Je m'accorde, pour celà, le temps nécessaire, et je ne m'oblige pas à relire ceux que j'ai déjà lus (la "Condition humaine" de Malraux, par exemple, que j'ai lu récemment, mais je relirai peut-être "La vie devant soi" de Romain Gary, que j'ai lu il y a très longtemps).

 

Ce roman fait donc partie de cette liste fort longue pour ce prix.
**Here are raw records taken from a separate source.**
#[cfg(test)]
#[allow(clippy::unwrap_used)]
mod tests {
    use std::collections::{BTreeMap, HashMap};

    use ndarray::Array2;
    use petgraph::graph::UnGraph;
    use rand::rngs::StdRng;
    use rand::{Rng, SeedableRng};

    use crate::sparse::row_sum;
    use crate::{
        Aggregation, AffinityRow, Cluster, ClusterTree, Error, ExactKnn, HealthCheck, Hierarchy,
        HsneParams, LandmarkPolicy, Result, SortedRow,
    };

    /// Three well separated squares of `per` points each.
    fn blobs(per: usize, seed: u64) -> Array2<f32> {
        let centers = [(0.0f32, 0.0f32), (50.0, 0.0), (0.0, 50.0)];
        let mut rng = StdRng::seed_from_u64(seed);
        let mut values = Vec::with_capacity(per * 3 * 2);
        for &(cx, cy) in &centers {
            for _ in 0..per {
                values.push(cx + rng.random_range(-1.0f32..1.0));
                values.push(cy + rng.random_range(-1.0f32..1.0));
            }
        }
        Array2::from_shape_vec((per * 3, 2), values).unwrap()
    }

    /// Uniform points in the unit cube.
    fn cloud(n: usize, seed: u64) -> Array2<f32> {
        let mut rng = StdRng::seed_from_u64(seed);
        let values = (0..n * 3).map(|_| rng.random_range(0.0f32..1.0)).collect();
        Array2::from_shape_vec((n, 3), values).unwrap()
    }

    fn ring<R: AffinityRow>(n: u32) -> Vec<R> {
        (0..n)
            .map(|i| {
                let mut r = R::default();
                *r.at((i + n - 1) % n) += 0.5;
                *r.at((i + 1) % n) += 0.5;
                r
            })
            .collect()
    }

    fn params(seed: u64) -> HsneParams {
        HsneParams::new()
            .with_seed(seed)
            .with_num_neighbors(10)
            .with_landmark_policy(LandmarkPolicy::fixed_ratio(0.2))
    }

    fn blob_hierarchy(seed: u64) -> Result<Hierarchy> {
        let data = blobs(60, seed);
        let mut h = Hierarchy::new(params(seed))?;
        h.initialize_from_vectors(data.view(), &ExactKnn)?;
        h.add_scale()?;
        Ok(h)
    }

    #[test]
    fn vectors_build_a_healthy_multiscale_hierarchy() -> Result<()> {
        let mut h = blob_hierarchy(5)?;
        assert_eq!(h.scale(1)?.len(), 36);

        let stats = h.statistics().clone();
        assert!(stats.aoi_walks.is_some());
        assert!(stats.total.is_some());

        h.add_scale()?;
        let sizes: Vec<usize> = h.scales().iter().map(|s| s.len()).collect();
        assert_eq!(sizes, vec![180, 36, 7]);

        let report = h.health_check();
        assert!(report.is_healthy(), "{}", report);
        Ok(())
    }

    #[test]
    fn scale_zero_rows_are_stochastic() -> Result<()> {
        let h = blob_hierarchy(2)?;
        for (i, row) in h.scale(0)?.transition_matrix().iter().enumerate() {
            assert!(row.len() <= 10);
            assert_eq!(row.find(i as u32), None);
            assert!((row_sum(row) - 1.0).abs() < 1e-5);
        }
        Ok(())
    }

    #[test]
    fn areas_of_influence_are_sub_stochastic() -> Result<()> {
        let h = blob_hierarchy(3)?;
        let exact = h.statistics().aoi_failed_walks == Some(0);
        for row in h.scale(1)?.area_of_influence() {
            let sum = row_sum(row);
            assert!(sum <= 1.0 + 1e-5);
            if exact {
                assert!((sum - 1.0).abs() < 1e-5);
            }
        }
        Ok(())
    }

    #[test]
    fn coarse_transition_rows_sum_to_one() -> Result<()> {
        let h = blob_hierarchy(4)?;
        let t = h.scale(1)?.transition_matrix();
        let empty = t.iter().filter(|r| r.is_empty()).count();
        assert_eq!(Some(empty), h.statistics().empty_transition_rows);
        for row in t.iter().filter(|r| !r.is_empty()) {
            assert!((row_sum(row) - 1.0).abs() < 1e-5);
        }
        Ok(())
    }

    #[test]
    fn separated_blobs_stay_separated() -> Result<()> {
        let h = blob_hierarchy(6)?;
        let s1 = h.scale(1)?;
        let blob = |l: u32| s1.landmark_to_original_data_idx()[l as usize] / 60;
        for (l, row) in s1.transition_matrix().iter().enumerate() {
            for &(l2, _) in row.entries().iter() {
                assert_eq!(blob(l as u32), blob(l2));
            }
        }
        Ok(())
    }

    #[test]
    fn two_pairs_have_no_cross_cluster_mass() -> Result<()> {
        let pairs: Vec<SortedRow> = vec![
            [(1, 1.0)].into_iter().collect(),
            [(0, 1.0)].into_iter().collect(),
            [(3, 1.0)].into_iter().collect(),
            [(2, 1.0)].into_iter().collect(),
        ];
        let mut h: Hierarchy = Hierarchy::new(
            HsneParams::new()
                .with_seed(17)
                .with_landmark_policy(LandmarkPolicy::fixed_ratio(0.5)),
        )?;
        h.initialize_from_similarities(pairs)?;
        let s1 = h.add_scale()?;
        assert_eq!(s1.len(), 2);
        let first = s1.landmark_to_original_data_idx()[0] / 2;
        let second = s1.landmark_to_original_data_idx()[1] / 2;
        assert_ne!(first, second);
        for row in s1.transition_matrix() {
            assert!(row.is_empty());
        }
        Ok(())
    }

    #[test]
    fn fixed_seed_and_workers_are_reproducible() -> Result<()> {
        let build = |aggregation: Aggregation, threads: usize| -> Result<Hierarchy> {
            let mut h = Hierarchy::new(
                params(11)
                    .with_aggregation(aggregation)
                    .with_num_threads(threads),
            )?;
            h.initialize_from_vectors(blobs(40, 11).view(), &ExactKnn)?;
            h.add_scale()?;
            h.add_scale()?;
            Ok(h)
        };

        let a = build(Aggregation::out_of_core(), 4)?;
        let b = build(Aggregation::out_of_core(), 4)?;
        assert_eq!(a.scales(), b.scales());

        let a = build(Aggregation::in_core(), 1)?;
        let b = build(Aggregation::in_core(), 1)?;
        assert_eq!(a.scales(), b.scales());

        // Lock order changes between runs; the matrices must not.
        for _ in 0..3 {
            let c = build(Aggregation::in_core(), 4)?;
            assert_eq!(a.scales(), c.scales());
        }
        Ok(())
    }

    #[test]
    fn half_of_a_dense_cloud_becomes_landmarks() -> Result<()> {
        // Most shake-off paths cross a landmark long before half the cloud
        // is selected.
        let data = cloud(400, 21);
        let mut h: Hierarchy = Hierarchy::new(
            HsneParams::new()
                .with_seed(21)
                .with_num_neighbors(10)
                .with_landmark_policy(LandmarkPolicy::fixed_ratio(0.5)),
        )?;
        h.initialize_from_vectors(data.view(), &ExactKnn)?;
        let s1 = h.add_scale()?;
        assert_eq!(s1.len(), 200);
        let mut picked = s1.landmark_to_previous_scale_idx().to_vec();
        picked.sort_unstable();
        picked.dedup();
        assert_eq!(picked.len(), 200);
        assert!(h.health_check().is_healthy());
        Ok(())
    }

    #[test]
    fn default_policy_builds_through_stationary_sampling() -> Result<()> {
        let data = blobs(150, 31);
        let n = data.nrows();
        let mut stacked = 0;
        for seed in 0..8 {
            let mut h: Hierarchy = Hierarchy::new(
                HsneParams::default()
                    .with_seed(seed)
                    .with_num_neighbors(10),
            )?;
            assert_eq!(h.params().landmark_policy, LandmarkPolicy::stationary());
            h.initialize_from_vectors(data.view(), &ExactKnn)?;

            let s1 = h.add_scale()?.len();
            assert!(s1 > 0 && s1 < n);
            let stats = h.statistics().clone();
            assert!(stats.mcmc_sampling.is_some());
            assert!(stats.landmark_selection.is_none());
            assert_eq!(stats.landmark_selection_walks, Some(n as u64 * 10));
            assert_eq!(stats.aoi_walks, Some(n as u64 * 100));
            let report = h.health_check();
            assert!(report.is_healthy(), "{report}");

            // Scale 1 is small, so the stationary threshold may keep nobody.
            match h.add_scale().map(|s| s.len()) {
                Ok(s2) => {
                    assert!(s2 <= s1);
                    assert_eq!(h.statistics().landmark_selection_walks, Some(s1 as u64 * 10));
                    let report = h.health_check();
                    assert!(report.is_healthy(), "{report}");
                    assert_eq!(report.scale_sizes.len(), 3);
                    stacked += 1;
                }
                Err(e) => {
                    assert!(matches!(e, Error::NoLandmarks { previous_scale_size } if previous_scale_size == s1));
                    assert_eq!(h.num_scales(), 2);
                }
            }
        }
        assert!(stacked > 0);
        Ok(())
    }

    #[test]
    fn strategies_pick_the_same_landmarks() -> Result<()> {
        let build = |aggregation: Aggregation| -> Result<Hierarchy> {
            let mut h = Hierarchy::new(params(8).with_aggregation(aggregation))?;
            h.initialize_from_vectors(blobs(40, 8).view(), &ExactKnn)?;
            h.add_scale()?;
            Ok(h)
        };
        let a = build(Aggregation::in_core())?;
        let b = build(Aggregation::out_of_core())?;
        assert_eq!(
            a.scale(1)?.landmark_to_previous_scale_idx(),
            b.scale(1)?.landmark_to_previous_scale_idx()
        );
        Ok(())
    }

    fn ring_hierarchy<R: AffinityRow>() -> Result<Hierarchy<R>> {
        let mut h = Hierarchy::new(
            HsneParams::new()
                .with_seed(29)
                .with_landmark_policy(LandmarkPolicy::fixed_ratio(0.05))
                .with_aggregation(Aggregation::out_of_core()),
        )?;
        h.initialize_from_similarities(ring(200))?;
        h.add_scale()?;
        Ok(h)
    }

    #[test]
    fn row_backings_agree() -> Result<()> {
        let sorted = ring_hierarchy::<SortedRow>()?;
        let btree = ring_hierarchy::<BTreeMap<u32, f32>>()?;
        let hash = ring_hierarchy::<HashMap<u32, f32>>()?;

        let (s, b, h) = (sorted.scale(1)?, btree.scale(1)?, hash.scale(1)?);
        assert_eq!(s.landmark_to_previous_scale_idx(), b.landmark_to_previous_scale_idx());
        assert_eq!(s.landmark_to_previous_scale_idx(), h.landmark_to_previous_scale_idx());
        assert_eq!(s.landmark_weight(), b.landmark_weight());
        assert_eq!(s.landmark_weight(), h.landmark_weight());
        for i in 0..s.len() {
            let want = s.transition_matrix()[i].entries();
            assert_eq!(want, b.transition_matrix()[i].entries());
            assert_eq!(want, h.transition_matrix()[i].entries());
        }
        Ok(())
    }

    #[test]
    fn graph_input_matches_similarities() -> Result<()> {
        let mut g = UnGraph::<(), f32>::new_undirected();
        let nodes: Vec<_> = (0..200).map(|_| g.add_node(())).collect();
        for i in 0..200 {
            g.add_edge(nodes[i], nodes[(i + 1) % 200], 1.0);
        }
        let mut from_graph: Hierarchy = Hierarchy::new(
            HsneParams::new()
                .with_seed(29)
                .with_landmark_policy(LandmarkPolicy::fixed_ratio(0.05))
                .with_aggregation(Aggregation::out_of_core()),
        )?;
        from_graph.initialize_from_graph(&g)?;
        from_graph.add_scale()?;

        let direct = ring_hierarchy::<SortedRow>()?;
        assert_eq!(from_graph.scales(), direct.scales());
        Ok(())
    }

    #[test]
    fn interpolation_weights_cover_every_point() -> Result<()> {
        let mut h = blob_hierarchy(9)?;
        h.add_scale()?;
        let w = h.interpolation_weights(2)?;
        assert_eq!(w.len(), 180);
        for row in &w {
            assert!(row_sum(row) <= 1.0 + 1e-4);
        }
        let subset = h.interpolation_weights_for(&[0, 179], 2)?;
        assert_eq!(subset[0].entries(), w[0].entries());
        assert_eq!(subset[1].entries(), w[179].entries());
        Ok(())
    }

    #[test]
    fn clusters_over_a_built_hierarchy() -> Result<()> {
        let h = blob_hierarchy(12)?;
        let s1 = h.scale(1)?;
        let mut tree = ClusterTree::for_hierarchy(&h);
        // One top cluster per blob.
        for b in 0..3u32 {
            let members = (0..s1.len() as u32)
                .filter(|&l| s1.landmark_to_original_data_idx()[l as usize] / 60 == b);
            tree.add_cluster(1, Cluster::new(b, None, members))?;
        }
        let report = tree.check_tree_consistency(&h)?;
        assert!(report.is_healthy());

        let assoc = tree.points_to_cluster_association(&h)?;
        for (i, a) in assoc.iter().enumerate() {
            if let Some(c) = a.cluster {
                assert_eq!(c, i as u32 / 60);
                assert_eq!(a.scale, 1);
            }
        }
        Ok(())
    }
}
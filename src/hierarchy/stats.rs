use std::time::{Duration, Instant};

use crate::log::ProgressLog;

/// Timings and ratios recorded by the last initialization or `add_scale`.
///
/// Fields that the last call did not touch stay `None`.
#[derive(Debug, Clone, Default, PartialEq)]
pub struct Statistics {
    /// Wall time of the whole call.
    pub total: Option<Duration>,
    /// Neighbor search.
    pub init_knn: Option<Duration>,
    /// Perplexity calibration.
    pub init_probabilities: Option<Duration>,
    /// Assembling the scale-0 transition matrix.
    pub init_transition: Option<Duration>,
    /// Stationary-policy walks.
    pub mcmc_sampling: Option<Duration>,
    /// Landmark selection.
    pub landmark_selection: Option<Duration>,
    /// Walks spent on landmark selection.
    pub landmark_selection_walks: Option<u64>,
    /// Area-of-influence walks.
    pub aoi: Option<Duration>,
    /// Walks spent on the area of influence.
    pub aoi_walks: Option<u64>,
    /// Area-of-influence walks that ran out of jumps or hit a dead end.
    pub aoi_failed_walks: Option<u64>,
    /// Transition-matrix construction and normalization.
    pub transition: Option<Duration>,
    /// `1 - nnz / (prev * landmarks)` of the area of influence.
    pub aoi_sparsity: Option<f64>,
    /// `1 - nnz / landmarks²` of the transition matrix.
    pub transition_sparsity: Option<f64>,
    /// Same, counting only weights above the effective threshold.
    pub transition_effective_sparsity: Option<f64>,
    /// Transition rows left empty because they had no mass.
    pub empty_transition_rows: Option<usize>,
}

impl Statistics {
    /// Report every recorded field to `log`.
    pub fn log(&self, log: &dyn ProgressLog) {
        log.message("--------------- Hierarchy statistics ---------------");
        let secs = [
            ("total time (s)", self.total),
            ("knn time (s)", self.init_knn),
            ("probabilities time (s)", self.init_probabilities),
            ("initial transition time (s)", self.init_transition),
            ("mcmc sampling time (s)", self.mcmc_sampling),
            ("landmark selection time (s)", self.landmark_selection),
            ("area of influence time (s)", self.aoi),
            ("transition time (s)", self.transition),
        ];
        for (name, d) in secs {
            if let Some(d) = d {
                log.value(name, d.as_secs_f64());
            }
        }
        let counts = [
            ("landmark selection walks", self.landmark_selection_walks),
            ("aoi walks", self.aoi_walks),
            ("aoi failed walks", self.aoi_failed_walks),
            (
                "empty transition rows",
                self.empty_transition_rows.map(|n| n as u64),
            ),
        ];
        for (name, n) in counts {
            if let Some(n) = n {
                log.value(name, n as f64);
            }
        }
        let ratios = [
            ("aoi sparsity (%)", self.aoi_sparsity),
            ("transition sparsity (%)", self.transition_sparsity),
            (
                "transition effective sparsity (%)",
                self.transition_effective_sparsity,
            ),
        ];
        for (name, r) in ratios {
            if let Some(r) = r {
                log.value(name, r * 100.0);
            }
        }
        log.message("----------------------------------------------------");
    }
}

/// Runs a closure and stores its wall time.
pub(crate) fn timed<T>(slot: &mut Option<Duration>, f: impl FnOnce() -> T) -> T {
    let start = Instant::now();
    let out = f();
    *slot = Some(start.elapsed());
    out
}

#[cfg(test)]
mod tests {
    use super::*;
    use crate::log::{LogEntry, MemoryLog};

    #[test]
    fn only_recorded_fields_are_logged() {
        let stats = Statistics {
            aoi_walks: Some(400),
            aoi_sparsity: Some(0.25),
            ..Default::default()
        };
        let log = MemoryLog::new();
        stats.log(&log);
        assert_eq!(log.last_value("aoi walks"), Some(400.0));
        assert_eq!(log.last_value("aoi sparsity (%)"), Some(25.0));
        let values = log
            .entries()
            .iter()
            .filter(|e| matches!(e, LogEntry::Value(..)))
            .count();
        assert_eq!(values, 2);
    }

    #[test]
    fn timed_records_duration() {
        let mut slot = None;
        let v = timed(&mut slot, || 7);
        assert_eq!(v, 7);
        assert!(slot.is_some());
    }
}
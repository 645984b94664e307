//! Areas of influence.
//!
//! Every vertex of the previous scale launches `walks_per_landmark` walks
//! that stop on the first landmark they land on. The fraction of walks ending
//! on landmark `l` is the influence of `l` over that vertex. Walks that run
//! out of jumps (or hit a dead end) are dropped, so a row sums to at most 1.
//!
//! The same walks also drive the coarser transition matrix. Two strategies:
//!
//! - [`in_core`] hands each vertex's landmark co-occurrences to a shared
//!   buffer under one lock, then folds them into the matrix in vertex order.
//! - [`out_of_core`] stores the influence rows first and hands them to
//!   [`transition::from_area_of_influence`](crate::transition::from_area_of_influence),
//!   which needs no shared mutable state.

use std::collections::BTreeMap;

use parking_lot::Mutex;
use rand::Rng;

use crate::error::Result;
use crate::landmarks::Selection;
use crate::log::Progress;
use crate::pool::par_map;
use crate::sparse::AffinityRow;
use crate::transition;
use crate::walk::{task_rng, Phase, WalkTable};

/// Landmarks hit by the walks of one vertex.
#[derive(Debug, Clone, Default, PartialEq)]
pub struct Reached {
    /// Landmark index to number of walks that ended there.
    pub counts: BTreeMap<u32, u32>,
    /// Walks that did not reach any landmark.
    pub failed: u32,
}

/// Launch `walks` stopping walks from `start`.
pub fn reach<G: Rng + ?Sized>(
    table: &WalkTable,
    start: u32,
    previous_to_landmark: &[i32],
    walks: usize,
    max_jumps: usize,
    rng: &mut G,
) -> Reached {
    let mut reached = Reached::default();
    for _ in 0..walks {
        match table.walk_until(start, previous_to_landmark, max_jumps, rng) {
            Some(stop) => {
                let l = previous_to_landmark[stop as usize] as u32;
                *reached.counts.entry(l).or_insert(0) += 1;
            }
            None => reached.failed += 1,
        }
    }
    reached
}

/// Walk parameters shared by both strategies.
#[derive(Debug, Clone, Copy)]
pub struct WalkBudget {
    /// Walks per previous-scale vertex.
    pub walks_per_landmark: usize,
    /// Steps before a walk is declared failed.
    pub max_jumps: usize,
    /// Base seed.
    pub seed: u64,
    /// Index of the scale being built.
    pub scale: usize,
}

/// Output of either strategy.
#[derive(Debug, Clone)]
pub struct Influence<R> {
    /// One row per previous-scale vertex, keyed by landmark index.
    pub area_of_influence: Vec<R>,
    /// Unnormalized (in-core) or normalized (out-of-core) transition rows.
    pub transition_matrix: Vec<R>,
    /// Mass each landmark absorbs, weighted by the origin vertex's weight.
    pub landmark_weight: Vec<f32>,
    /// Walks launched.
    pub walks: u64,
    /// Walks that reached no landmark.
    pub failed_walks: u64,
}

impl<R: AffinityRow> Influence<R> {
    /// Stored entries in the area of influence.
    pub fn aoi_entries(&self) -> usize {
        self.area_of_influence.iter().map(AffinityRow::len).sum()
    }
}

fn probabilities(reached: &Reached, walks: usize) -> impl Iterator<Item = (u32, f32)> + '_ {
    reached
        .counts
        .iter()
        .map(move |(&l, &c)| (l, c as f32 / walks as f32))
}

/// In-core strategy.
///
/// For every vertex `d` with weight `w`, and every pair of distinct
/// landmarks `l1, l2` both reached more than `prune_walk_count` times,
/// `T[l1][l2] += c1 * c2 * w`. Walk outcomes land in a buffer under a single
/// lock in completion order; the fold then runs in vertex order, so the
/// result does not depend on the worker count.
pub fn in_core<R: AffinityRow>(
    table: &WalkTable,
    selection: &Selection,
    previous_weight: &[f32],
    budget: WalkBudget,
    prune_walk_count: f64,
    progress: &Progress<'_>,
) -> Result<Influence<R>> {
    let n = table.len();
    let num_landmarks = selection.len();
    let pending: Mutex<Vec<(usize, Reached)>> = Mutex::new(Vec::with_capacity(n));

    let rows = par_map(n, |d| {
        let mut rng = task_rng(budget.seed, budget.scale, Phase::Influence, d as u64);
        let reached = reach(
            table,
            d as u32,
            &selection.previous_to_landmark,
            budget.walks_per_landmark,
            budget.max_jumps,
            &mut rng,
        );
        let mut row = R::default();
        let built = row.bulk_initialize(probabilities(&reached, budget.walks_per_landmark), 0.0);
        let failed = reached.failed;
        pending.lock().push((d, reached));
        progress.tick();
        built.map(|()| (row, failed))
    });

    let mut area_of_influence = Vec::with_capacity(n);
    let mut failed_walks = 0u64;
    for r in rows {
        let (row, failed) = r?;
        area_of_influence.push(row);
        failed_walks += u64::from(failed);
    }

    let mut pending = pending.into_inner();
    pending.sort_unstable_by_key(|&(d, _)| d);
    let mut transition = vec![R::default(); num_landmarks];
    let mut weights = vec![0.0f64; num_landmarks];
    for (d, reached) in &pending {
        let w = previous_weight[*d];
        for (&l1, &c1) in &reached.counts {
            if f64::from(c1) <= prune_walk_count {
                continue;
            }
            for (&l2, &c2) in &reached.counts {
                if l1 == l2 || f64::from(c2) <= prune_walk_count {
                    continue;
                }
                *transition[l1 as usize].at(l2) += (c1 as f32) * (c2 as f32) * w;
            }
        }
        for (l, p) in probabilities(reached, budget.walks_per_landmark) {
            weights[l as usize] += f64::from(p) * f64::from(w);
        }
    }

    Ok(Influence {
        area_of_influence,
        transition_matrix: transition,
        landmark_weight: weights.into_iter().map(|w| w as f32).collect(),
        walks: (n as u64) * (budget.walks_per_landmark as u64),
        failed_walks,
    })
}

/// Out-of-core strategy.
///
/// Influence rows are computed independently and stored compactly; landmark
/// weights are accumulated in vertex order; the transition matrix is then
/// built landmark by landmark from the inverted influence matrix.
pub fn out_of_core<R: AffinityRow>(
    table: &WalkTable,
    selection: &Selection,
    previous_weight: &[f32],
    budget: WalkBudget,
    prune_fraction: f64,
    transition_threshold: f32,
    progress: &Progress<'_>,
) -> Result<Influence<R>> {
    let n = table.len();
    let num_landmarks = selection.len();

    let rows = par_map(n, |d| {
        let mut rng = task_rng(budget.seed, budget.scale, Phase::Influence, d as u64);
        let reached = reach(
            table,
            d as u32,
            &selection.previous_to_landmark,
            budget.walks_per_landmark,
            budget.max_jumps,
            &mut rng,
        );
        let mut row = R::default();
        let built = row.bulk_initialize(probabilities(&reached, budget.walks_per_landmark), 0.0);
        row.shrink_to_fit();
        progress.tick();
        built.map(|()| (row, reached.failed))
    });

    let mut area_of_influence = Vec::with_capacity(n);
    let mut failed_walks = 0u64;
    for r in rows {
        let (row, failed) = r?;
        area_of_influence.push(row);
        failed_walks += u64::from(failed);
    }

    let mut weights = vec![0.0f64; num_landmarks];
    for (d, row) in area_of_influence.iter().enumerate() {
        let w = f64::from(previous_weight[d]);
        for &(l, p) in row.entries().iter() {
            weights[l as usize] += f64::from(p) * w;
        }
    }

    let transition_matrix = transition::from_area_of_influence(
        &area_of_influence,
        previous_weight,
        num_landmarks,
        prune_fraction,
        transition_threshold,
    )?;

    Ok(Influence {
        area_of_influence,
        transition_matrix,
        landmark_weight: weights.into_iter().map(|w| w as f32).collect(),
        walks: (n as u64) * (budget.walks_per_landmark as u64),
        failed_walks,
    })
}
Depuis 2007, je lis tous les Houellebecq qui sortent, après avoir rattrapé mon retard et avoir lu les romans antérieurs, que j'ai plus ou moins aimés. J'avais été subjuguée par "Plateforme", j'avais passablement aimé "Particules élémentaires", je m'étais ennuyée profondément pour "Extension du domaine de la lutte". Dans le doute de retomber sur un roman qui me passionne autant que Plateforme, je lirai toujours le "Nouveau Houellebecq".

 

D'ailleurs, j'ai bien fait de lire celui-là.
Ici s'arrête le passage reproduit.